[DATASET — start]

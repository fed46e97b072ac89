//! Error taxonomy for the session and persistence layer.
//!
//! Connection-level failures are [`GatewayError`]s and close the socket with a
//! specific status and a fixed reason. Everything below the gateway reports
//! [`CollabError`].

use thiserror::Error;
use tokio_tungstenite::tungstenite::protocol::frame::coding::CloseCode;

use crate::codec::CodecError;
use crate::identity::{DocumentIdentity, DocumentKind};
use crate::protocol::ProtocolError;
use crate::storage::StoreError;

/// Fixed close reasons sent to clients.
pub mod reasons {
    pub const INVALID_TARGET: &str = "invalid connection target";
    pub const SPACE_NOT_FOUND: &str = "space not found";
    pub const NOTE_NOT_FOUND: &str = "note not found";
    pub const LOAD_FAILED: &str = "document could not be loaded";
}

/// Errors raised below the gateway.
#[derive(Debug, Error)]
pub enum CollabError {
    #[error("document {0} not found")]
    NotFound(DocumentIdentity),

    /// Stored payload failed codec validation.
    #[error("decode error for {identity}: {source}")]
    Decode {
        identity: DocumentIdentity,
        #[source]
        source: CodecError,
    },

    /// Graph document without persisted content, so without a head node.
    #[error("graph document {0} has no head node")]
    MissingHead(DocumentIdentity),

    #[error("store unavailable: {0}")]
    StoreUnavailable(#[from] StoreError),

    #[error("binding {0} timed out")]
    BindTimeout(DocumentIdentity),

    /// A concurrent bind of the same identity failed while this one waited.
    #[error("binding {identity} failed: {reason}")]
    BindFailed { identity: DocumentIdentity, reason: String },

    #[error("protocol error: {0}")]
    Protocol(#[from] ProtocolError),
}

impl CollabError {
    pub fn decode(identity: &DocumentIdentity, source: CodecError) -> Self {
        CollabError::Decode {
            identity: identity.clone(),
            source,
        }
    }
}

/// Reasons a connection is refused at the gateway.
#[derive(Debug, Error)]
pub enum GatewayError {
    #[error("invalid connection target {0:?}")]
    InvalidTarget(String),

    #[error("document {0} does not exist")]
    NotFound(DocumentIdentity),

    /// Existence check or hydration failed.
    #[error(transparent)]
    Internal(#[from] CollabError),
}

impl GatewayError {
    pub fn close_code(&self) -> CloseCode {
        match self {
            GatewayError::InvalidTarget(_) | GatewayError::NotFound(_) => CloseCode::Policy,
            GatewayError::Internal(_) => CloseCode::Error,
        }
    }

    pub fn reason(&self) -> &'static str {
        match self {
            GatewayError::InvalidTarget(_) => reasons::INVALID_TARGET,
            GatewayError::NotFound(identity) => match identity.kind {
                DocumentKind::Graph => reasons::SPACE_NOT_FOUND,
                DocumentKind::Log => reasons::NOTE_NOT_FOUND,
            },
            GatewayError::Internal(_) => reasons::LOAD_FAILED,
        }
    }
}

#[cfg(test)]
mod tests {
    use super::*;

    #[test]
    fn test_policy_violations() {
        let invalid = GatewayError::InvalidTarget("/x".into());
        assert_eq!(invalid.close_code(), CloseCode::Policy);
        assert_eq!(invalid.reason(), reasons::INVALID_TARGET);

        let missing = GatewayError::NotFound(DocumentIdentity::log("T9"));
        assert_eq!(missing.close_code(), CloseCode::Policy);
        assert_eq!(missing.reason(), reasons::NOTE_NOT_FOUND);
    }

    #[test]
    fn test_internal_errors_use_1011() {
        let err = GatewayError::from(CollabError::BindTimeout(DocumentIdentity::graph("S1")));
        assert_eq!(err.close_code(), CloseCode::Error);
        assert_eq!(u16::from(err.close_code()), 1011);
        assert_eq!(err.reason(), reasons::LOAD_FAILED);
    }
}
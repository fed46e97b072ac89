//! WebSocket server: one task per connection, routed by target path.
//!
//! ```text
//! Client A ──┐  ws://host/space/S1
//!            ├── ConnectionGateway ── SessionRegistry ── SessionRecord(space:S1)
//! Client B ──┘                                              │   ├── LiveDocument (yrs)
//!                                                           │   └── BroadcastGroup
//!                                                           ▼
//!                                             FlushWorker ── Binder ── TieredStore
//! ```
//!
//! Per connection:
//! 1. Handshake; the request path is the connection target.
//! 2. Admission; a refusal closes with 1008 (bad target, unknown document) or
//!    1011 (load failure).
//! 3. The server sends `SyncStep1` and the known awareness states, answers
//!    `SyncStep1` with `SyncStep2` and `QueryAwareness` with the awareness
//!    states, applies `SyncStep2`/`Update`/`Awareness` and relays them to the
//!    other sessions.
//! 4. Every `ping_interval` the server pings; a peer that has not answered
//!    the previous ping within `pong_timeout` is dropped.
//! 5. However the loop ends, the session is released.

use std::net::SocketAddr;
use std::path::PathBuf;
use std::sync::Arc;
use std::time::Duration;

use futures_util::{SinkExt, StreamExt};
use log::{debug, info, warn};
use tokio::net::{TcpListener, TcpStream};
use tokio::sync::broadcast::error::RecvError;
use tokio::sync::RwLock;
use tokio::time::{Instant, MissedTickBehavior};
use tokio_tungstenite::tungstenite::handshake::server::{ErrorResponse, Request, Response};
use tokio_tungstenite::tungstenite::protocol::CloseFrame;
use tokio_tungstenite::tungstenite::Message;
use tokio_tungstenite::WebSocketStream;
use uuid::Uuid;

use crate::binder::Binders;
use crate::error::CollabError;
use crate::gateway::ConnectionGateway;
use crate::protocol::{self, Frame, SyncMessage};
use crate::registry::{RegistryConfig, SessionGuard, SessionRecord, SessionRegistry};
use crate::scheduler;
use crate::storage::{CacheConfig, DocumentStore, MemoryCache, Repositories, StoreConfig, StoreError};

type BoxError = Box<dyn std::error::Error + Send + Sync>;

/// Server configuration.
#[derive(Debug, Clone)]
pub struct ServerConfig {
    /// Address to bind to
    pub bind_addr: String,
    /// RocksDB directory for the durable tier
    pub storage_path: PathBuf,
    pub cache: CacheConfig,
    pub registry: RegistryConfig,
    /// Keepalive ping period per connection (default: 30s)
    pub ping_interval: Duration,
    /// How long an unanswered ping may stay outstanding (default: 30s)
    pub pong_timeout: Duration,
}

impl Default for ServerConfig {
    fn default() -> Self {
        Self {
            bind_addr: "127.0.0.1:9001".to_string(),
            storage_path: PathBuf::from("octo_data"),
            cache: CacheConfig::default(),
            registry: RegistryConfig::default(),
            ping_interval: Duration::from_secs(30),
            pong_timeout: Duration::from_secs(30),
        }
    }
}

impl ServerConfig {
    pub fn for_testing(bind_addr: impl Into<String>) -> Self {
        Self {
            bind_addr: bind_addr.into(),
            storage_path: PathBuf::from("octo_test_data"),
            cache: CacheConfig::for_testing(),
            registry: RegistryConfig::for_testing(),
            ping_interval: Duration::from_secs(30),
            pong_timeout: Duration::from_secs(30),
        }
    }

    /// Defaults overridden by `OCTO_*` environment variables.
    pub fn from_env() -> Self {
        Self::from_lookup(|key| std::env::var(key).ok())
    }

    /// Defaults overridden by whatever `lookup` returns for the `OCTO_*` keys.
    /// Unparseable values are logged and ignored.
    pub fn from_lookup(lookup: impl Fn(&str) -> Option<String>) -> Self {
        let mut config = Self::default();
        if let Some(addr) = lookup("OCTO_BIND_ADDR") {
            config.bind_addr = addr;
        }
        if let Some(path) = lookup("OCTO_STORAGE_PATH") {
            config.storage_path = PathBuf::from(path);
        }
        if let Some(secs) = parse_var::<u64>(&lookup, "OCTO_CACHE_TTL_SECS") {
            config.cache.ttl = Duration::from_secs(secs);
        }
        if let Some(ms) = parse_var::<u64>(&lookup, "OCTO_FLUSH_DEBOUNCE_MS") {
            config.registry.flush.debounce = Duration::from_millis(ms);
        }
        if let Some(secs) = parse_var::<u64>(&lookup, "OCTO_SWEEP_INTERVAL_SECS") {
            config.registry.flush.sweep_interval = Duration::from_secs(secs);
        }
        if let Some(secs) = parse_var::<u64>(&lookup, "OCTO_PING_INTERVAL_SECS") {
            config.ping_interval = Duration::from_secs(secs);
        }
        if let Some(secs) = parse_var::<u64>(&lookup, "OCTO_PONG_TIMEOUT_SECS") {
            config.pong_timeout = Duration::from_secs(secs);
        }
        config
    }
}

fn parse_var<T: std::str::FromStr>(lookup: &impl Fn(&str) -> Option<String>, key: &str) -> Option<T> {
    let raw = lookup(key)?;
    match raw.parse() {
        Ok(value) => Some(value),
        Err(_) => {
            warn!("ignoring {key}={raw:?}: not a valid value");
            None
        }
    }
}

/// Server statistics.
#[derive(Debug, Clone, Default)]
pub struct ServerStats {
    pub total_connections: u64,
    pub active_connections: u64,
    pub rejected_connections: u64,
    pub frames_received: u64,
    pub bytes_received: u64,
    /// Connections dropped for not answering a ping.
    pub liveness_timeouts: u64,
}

[DATASET — finish]
[DATASET — start]

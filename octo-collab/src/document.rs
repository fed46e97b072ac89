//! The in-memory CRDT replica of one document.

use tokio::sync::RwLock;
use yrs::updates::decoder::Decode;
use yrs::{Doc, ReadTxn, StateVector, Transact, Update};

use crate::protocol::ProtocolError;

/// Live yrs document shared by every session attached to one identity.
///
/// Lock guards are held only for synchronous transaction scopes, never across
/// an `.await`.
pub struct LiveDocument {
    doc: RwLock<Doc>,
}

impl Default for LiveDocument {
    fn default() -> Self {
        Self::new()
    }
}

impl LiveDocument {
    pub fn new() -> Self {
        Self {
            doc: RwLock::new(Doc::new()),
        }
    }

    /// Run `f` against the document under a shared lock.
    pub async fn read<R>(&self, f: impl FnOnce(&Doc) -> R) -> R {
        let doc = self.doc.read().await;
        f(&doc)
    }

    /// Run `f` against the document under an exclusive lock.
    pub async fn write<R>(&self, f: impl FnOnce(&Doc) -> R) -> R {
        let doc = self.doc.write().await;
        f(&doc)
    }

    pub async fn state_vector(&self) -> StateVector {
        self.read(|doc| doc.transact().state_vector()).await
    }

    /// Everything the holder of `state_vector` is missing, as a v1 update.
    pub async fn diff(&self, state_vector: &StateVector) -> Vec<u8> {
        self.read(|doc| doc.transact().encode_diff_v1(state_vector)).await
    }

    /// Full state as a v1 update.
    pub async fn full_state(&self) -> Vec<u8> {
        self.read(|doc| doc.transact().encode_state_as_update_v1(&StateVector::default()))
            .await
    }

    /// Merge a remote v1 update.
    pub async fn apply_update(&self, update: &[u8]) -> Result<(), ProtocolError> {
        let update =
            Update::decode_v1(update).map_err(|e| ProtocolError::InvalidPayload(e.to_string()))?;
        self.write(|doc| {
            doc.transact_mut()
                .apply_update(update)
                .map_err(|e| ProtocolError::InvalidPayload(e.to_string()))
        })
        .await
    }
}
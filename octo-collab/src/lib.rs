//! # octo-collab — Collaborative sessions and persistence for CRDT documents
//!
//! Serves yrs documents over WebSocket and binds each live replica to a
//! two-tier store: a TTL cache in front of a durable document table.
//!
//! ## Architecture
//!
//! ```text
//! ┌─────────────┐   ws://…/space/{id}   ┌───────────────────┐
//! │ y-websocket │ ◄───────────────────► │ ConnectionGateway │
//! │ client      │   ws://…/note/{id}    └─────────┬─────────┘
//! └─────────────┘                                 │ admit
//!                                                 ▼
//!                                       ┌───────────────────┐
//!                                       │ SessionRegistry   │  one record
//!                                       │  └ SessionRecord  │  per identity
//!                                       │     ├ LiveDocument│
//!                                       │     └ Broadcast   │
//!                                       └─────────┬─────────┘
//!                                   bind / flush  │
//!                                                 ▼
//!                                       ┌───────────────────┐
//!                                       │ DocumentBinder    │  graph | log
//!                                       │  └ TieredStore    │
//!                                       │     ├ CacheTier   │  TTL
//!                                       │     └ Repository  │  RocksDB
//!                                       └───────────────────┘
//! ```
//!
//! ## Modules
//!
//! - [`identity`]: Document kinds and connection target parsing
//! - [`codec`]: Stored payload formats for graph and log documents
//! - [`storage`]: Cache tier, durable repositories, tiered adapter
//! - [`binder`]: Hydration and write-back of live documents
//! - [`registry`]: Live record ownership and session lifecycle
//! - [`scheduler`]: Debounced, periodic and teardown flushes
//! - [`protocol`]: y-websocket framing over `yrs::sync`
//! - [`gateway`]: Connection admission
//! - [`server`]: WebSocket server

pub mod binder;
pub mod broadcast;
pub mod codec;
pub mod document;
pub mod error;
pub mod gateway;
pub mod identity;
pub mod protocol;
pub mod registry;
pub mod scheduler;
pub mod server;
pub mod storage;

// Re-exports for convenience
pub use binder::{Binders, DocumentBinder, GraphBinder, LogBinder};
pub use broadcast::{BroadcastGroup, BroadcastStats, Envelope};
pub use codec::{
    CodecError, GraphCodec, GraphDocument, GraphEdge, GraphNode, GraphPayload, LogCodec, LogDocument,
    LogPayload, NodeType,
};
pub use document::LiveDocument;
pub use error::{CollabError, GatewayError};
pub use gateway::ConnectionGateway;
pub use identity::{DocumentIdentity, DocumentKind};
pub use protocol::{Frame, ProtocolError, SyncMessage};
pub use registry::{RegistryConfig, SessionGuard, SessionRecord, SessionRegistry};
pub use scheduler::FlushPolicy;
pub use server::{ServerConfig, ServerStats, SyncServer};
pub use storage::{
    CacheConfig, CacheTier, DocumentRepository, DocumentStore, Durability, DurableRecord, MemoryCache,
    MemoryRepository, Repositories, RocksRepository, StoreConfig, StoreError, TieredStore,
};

[DATASET — finish]

- TASK STATEMENT -
Copy out, from the listing above, every line that contains the string "overridden".

- OUTPUT -
    /// Defaults overridden by `OCTO_*` environment variables.
    /// Defaults overridden by whatever `lookup` returns for the `OCTO_*` keys.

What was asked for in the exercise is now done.